Modos de interação entre ciência e religião | Cada passo: uma surpresa

Modos de interação entre ciência e religião

Cada passo: uma surpresa

Miguel Oliveira Panão

Blog & Autor

Durante vários meses deixei-me ir pelo que me tocou no livro ”O Abandono de Deus”, escrito com as experiências de dois grandes pensadores espirituais do nosso tempo, Tomáš Halík e Anselm Grün, e o que no livro sublinhei associei a diversos passos.

Os passos aconteciam no caminho de descoberta da Realidade-que-tudo-determina.
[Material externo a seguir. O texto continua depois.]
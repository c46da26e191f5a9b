//! Random reviewer/assignee sampling.
//!
//! Sampling is without replacement and takes the randomness source as a
//! parameter, so tests can seed it and assert on the eligible pool instead
//! of fighting flakiness.

use std::collections::BTreeMap;

use rand::seq::SliceRandom;
use rand::Rng;

/// Sample up to `count` users from `candidates`, excluding `exclude`.
///
/// A count of zero returns the whole eligible pool, as does a pool no
/// larger than the requested count. Neither case is an error.
pub fn choose_users<R: Rng>(
    candidates: &[String],
    count: usize,
    exclude: &str,
    rng: &mut R,
) -> Vec<String> {
    let pool: Vec<&String> = candidates
        .iter()
        .filter(|user| user.as_str() != exclude)
        .collect();

    if count == 0 || pool.len() <= count {
        return pool.into_iter().cloned().collect();
    }

    pool.choose_multiple(rng, count)
        .map(|user| (*user).clone())
        .collect()
}

/// Sample up to `count` users from every named group, concatenated.
///
/// Groups are visited in sorted name order. A user appearing in several
/// groups is selected at most once; the exclusion applies per group.
pub fn choose_from_groups<R: Rng>(
    groups: &BTreeMap<String, Vec<String>>,
    count: usize,
    exclude: &str,
    rng: &mut R,
) -> Vec<String> {
    let mut picked = Vec::new();
    for members in groups.values() {
        for user in choose_users(members, count, exclude, rng) {
            if !picked.contains(&user) {
                picked.push(user);
            }
        }
    }
    picked
}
Expressão que aprendi do teólogo Wolfhart Pannenberg, grande precursor no diálogo entre ciência e fé, e que se refere a Deus.

O caminho foi percorrido por pequenas palavras ou expressões.

Onde.

Visão.

Pergunta resiliente.

Zona de desconforto.

Superar a inimiga da verdade.

Ser paciente.

Impulso.

Deter-se.

E se me perguntarem – ”sabias por onde ir nesse caminho?” – responderei que não, não sabia. Deixei-me conduzir por aquilo que o Abandono de Deus me inspirava e cada passo escrito, dado, foi uma surpresa. Pois, cada passo no caminho para Deus está ao alcance de todos os que acreditam e não acreditam que essa Realidade o possa ser, sem nunca nos deixa de surpreender.

Não é a surpresa que nos move em cada dia? Se cada dia fosse o mesmo, cada momento uma repetição de anteriores, que motivação haveria para viver? É verdade que não aparecemos na história do Universo por acaso, pela simples razão que TUDO no Universo nasce de uma “palavra” por Deus pronunciada. Mas, sem o espaço de oportunidades e surpresas que o acaso oferece, a vida seria monótona e sem beleza. Não será o acaso, também, uma “palavra” pronunciada por Deus?

Atrevo-me a dizer que, sem o acaso, nunca poderíamos descobrir esta faceta de Deus como surpresa. Consola-me pensar, sem o saber, que Deus talvez tenha escolhido não saber tudo, mas deseja tudo saber.

O desejo de surpreender e ser surpreendido está profundamente enraizado no ser humano feito à imagem e semelhança de Deus.

Sobre este desejo…

De onde virá?

Que visão nos dará?

Que questão levanta?

Que desconforto gera?

Que verdade esconde?

Que espera exige?

Que impulso suscita?

Que paragem impulsiona?

Uma coisa experimento ao percorrer este caminho e partilho-te. Se ficares surpreso, fica sabendo: deste um passo.